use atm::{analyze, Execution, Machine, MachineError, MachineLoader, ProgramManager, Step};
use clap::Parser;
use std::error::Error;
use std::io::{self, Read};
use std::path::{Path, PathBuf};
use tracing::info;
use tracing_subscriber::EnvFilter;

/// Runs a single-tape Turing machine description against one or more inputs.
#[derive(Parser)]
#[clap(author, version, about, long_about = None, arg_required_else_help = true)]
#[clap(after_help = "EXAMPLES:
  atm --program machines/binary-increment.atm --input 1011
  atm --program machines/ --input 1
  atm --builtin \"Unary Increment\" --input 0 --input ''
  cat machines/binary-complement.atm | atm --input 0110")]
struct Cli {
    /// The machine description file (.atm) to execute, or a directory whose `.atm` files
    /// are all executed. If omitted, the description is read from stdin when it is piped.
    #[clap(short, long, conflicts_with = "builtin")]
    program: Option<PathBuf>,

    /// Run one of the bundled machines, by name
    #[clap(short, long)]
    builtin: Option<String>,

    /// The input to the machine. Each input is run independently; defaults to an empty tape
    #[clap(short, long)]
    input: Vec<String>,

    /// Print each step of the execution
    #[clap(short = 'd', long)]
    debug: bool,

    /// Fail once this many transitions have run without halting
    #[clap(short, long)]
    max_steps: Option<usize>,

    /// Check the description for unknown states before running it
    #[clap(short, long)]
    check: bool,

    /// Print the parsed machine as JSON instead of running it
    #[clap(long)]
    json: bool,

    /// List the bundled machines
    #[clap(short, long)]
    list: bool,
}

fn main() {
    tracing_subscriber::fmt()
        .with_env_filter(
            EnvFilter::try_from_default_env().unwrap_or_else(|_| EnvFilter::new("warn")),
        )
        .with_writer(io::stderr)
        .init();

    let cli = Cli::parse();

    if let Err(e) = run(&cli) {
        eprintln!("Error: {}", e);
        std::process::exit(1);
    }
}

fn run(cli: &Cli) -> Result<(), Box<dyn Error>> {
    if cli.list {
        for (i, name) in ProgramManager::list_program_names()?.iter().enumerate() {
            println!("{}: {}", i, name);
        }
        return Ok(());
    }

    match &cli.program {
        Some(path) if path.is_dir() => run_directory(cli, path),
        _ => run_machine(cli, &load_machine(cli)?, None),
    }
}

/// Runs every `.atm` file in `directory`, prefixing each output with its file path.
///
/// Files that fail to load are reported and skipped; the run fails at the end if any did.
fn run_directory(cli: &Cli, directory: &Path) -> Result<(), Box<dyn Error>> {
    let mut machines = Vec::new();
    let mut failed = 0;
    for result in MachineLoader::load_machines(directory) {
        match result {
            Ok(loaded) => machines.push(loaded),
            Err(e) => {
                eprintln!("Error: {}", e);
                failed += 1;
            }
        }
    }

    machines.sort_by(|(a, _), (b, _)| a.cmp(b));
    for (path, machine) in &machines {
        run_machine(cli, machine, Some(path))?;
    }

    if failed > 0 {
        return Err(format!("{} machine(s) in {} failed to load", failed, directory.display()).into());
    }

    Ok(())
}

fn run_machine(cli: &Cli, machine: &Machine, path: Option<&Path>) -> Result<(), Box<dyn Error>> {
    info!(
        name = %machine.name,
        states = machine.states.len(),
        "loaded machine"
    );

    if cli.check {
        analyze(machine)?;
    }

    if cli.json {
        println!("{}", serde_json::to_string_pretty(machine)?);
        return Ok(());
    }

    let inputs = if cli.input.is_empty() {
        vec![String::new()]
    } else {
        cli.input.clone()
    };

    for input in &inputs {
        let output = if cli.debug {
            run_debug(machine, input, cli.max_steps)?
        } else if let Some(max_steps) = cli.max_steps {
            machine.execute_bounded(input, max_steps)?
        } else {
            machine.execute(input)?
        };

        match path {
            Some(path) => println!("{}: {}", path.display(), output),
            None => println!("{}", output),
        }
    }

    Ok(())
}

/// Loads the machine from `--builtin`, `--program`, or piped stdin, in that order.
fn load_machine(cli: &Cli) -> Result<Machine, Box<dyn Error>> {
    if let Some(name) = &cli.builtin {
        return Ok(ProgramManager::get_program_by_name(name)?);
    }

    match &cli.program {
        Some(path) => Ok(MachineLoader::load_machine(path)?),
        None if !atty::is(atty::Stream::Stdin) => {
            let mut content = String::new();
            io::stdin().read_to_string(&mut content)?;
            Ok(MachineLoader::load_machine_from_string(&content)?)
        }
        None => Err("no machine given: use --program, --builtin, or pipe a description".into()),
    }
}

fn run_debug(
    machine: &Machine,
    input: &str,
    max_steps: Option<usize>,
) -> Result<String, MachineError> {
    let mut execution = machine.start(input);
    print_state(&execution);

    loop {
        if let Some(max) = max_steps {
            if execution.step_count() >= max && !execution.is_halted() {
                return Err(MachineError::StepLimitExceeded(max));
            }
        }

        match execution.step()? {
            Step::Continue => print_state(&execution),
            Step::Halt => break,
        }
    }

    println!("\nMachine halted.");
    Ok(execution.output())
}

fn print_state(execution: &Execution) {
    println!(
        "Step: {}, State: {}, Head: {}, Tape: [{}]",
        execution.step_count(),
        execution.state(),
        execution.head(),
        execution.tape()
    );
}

===============

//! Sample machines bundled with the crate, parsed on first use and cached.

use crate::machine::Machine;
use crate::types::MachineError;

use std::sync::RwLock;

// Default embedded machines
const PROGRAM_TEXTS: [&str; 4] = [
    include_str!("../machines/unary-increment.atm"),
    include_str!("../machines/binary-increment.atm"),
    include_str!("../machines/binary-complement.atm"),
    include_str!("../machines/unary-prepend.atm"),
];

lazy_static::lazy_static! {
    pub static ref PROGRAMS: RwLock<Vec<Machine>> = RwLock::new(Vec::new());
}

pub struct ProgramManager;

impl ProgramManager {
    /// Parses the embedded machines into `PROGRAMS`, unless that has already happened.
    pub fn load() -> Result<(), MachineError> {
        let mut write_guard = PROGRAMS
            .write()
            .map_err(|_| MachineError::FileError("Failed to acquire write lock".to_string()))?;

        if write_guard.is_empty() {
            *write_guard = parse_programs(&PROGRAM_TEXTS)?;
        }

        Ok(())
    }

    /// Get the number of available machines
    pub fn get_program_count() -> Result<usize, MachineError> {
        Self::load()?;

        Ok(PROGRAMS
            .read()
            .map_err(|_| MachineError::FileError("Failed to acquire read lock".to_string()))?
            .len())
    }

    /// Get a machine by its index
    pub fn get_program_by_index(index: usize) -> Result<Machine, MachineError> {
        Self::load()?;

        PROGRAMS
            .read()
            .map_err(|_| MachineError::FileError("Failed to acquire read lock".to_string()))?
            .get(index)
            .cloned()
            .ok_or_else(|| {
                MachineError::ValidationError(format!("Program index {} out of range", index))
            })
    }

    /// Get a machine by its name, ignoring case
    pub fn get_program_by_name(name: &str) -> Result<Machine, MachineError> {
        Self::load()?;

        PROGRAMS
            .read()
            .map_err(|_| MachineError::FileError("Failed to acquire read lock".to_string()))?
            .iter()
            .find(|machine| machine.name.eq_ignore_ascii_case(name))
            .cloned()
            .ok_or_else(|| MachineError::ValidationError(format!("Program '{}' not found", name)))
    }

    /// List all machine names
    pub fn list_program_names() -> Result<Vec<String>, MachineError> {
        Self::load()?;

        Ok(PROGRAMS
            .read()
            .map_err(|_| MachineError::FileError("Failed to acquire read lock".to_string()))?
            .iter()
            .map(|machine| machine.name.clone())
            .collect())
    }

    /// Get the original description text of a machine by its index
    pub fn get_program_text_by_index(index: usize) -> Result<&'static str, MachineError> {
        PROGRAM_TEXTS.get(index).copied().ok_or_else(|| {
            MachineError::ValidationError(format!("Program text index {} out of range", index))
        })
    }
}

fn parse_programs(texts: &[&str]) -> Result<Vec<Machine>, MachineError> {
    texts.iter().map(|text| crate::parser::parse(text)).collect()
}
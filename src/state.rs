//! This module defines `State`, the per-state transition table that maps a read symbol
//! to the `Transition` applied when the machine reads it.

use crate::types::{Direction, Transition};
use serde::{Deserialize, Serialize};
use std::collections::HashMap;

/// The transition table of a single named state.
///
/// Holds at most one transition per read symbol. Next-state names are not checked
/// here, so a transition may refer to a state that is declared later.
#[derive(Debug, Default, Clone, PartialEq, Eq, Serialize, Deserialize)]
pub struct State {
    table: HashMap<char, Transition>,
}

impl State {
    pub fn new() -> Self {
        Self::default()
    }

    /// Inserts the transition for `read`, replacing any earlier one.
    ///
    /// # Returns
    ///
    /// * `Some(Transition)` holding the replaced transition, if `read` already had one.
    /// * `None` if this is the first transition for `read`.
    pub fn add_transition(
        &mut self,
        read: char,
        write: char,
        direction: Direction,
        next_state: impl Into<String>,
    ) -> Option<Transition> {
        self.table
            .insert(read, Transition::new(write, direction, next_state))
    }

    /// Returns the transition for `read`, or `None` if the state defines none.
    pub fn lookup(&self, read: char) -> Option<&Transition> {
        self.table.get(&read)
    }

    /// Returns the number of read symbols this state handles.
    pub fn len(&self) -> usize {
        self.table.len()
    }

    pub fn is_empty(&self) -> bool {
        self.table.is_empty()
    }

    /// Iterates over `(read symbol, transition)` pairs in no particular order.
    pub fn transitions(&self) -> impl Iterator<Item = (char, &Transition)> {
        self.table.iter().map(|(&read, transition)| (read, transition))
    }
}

===============

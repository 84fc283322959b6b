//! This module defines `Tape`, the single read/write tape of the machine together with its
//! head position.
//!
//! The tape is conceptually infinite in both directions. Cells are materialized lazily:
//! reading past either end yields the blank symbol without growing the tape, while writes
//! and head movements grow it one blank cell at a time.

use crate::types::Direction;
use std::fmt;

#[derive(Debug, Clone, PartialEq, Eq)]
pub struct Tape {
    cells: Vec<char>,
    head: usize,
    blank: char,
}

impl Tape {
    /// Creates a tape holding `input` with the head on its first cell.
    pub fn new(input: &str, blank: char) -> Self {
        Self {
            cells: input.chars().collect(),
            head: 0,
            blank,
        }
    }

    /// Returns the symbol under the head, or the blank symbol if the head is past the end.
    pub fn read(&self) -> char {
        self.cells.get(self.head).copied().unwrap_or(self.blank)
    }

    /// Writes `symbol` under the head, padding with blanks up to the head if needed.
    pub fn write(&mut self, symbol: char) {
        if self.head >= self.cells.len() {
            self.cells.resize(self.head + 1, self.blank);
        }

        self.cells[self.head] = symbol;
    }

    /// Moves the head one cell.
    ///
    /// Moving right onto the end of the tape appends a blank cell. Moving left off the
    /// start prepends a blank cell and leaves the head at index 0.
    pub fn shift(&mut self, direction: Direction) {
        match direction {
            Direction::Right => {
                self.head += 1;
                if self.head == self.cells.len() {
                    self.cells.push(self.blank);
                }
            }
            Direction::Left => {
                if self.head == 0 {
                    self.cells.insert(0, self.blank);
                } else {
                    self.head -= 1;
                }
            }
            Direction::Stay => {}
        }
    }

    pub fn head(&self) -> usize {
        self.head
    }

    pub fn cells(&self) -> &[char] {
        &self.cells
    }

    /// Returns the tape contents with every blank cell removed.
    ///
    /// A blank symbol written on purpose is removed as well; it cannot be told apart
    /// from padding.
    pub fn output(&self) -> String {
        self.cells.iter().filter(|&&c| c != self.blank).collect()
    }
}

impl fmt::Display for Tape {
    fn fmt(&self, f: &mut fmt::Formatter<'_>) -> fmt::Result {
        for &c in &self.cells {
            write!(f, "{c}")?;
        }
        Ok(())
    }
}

===============

** TASK DESCRIPTION **
When the string "removed" occurs in a line of the material, that line belongs in the answer.

** YOUR RESPONSE **
    /// Returns the tape contents with every blank cell removed.
    /// A blank symbol written on purpose is removed as well; it cannot be told apart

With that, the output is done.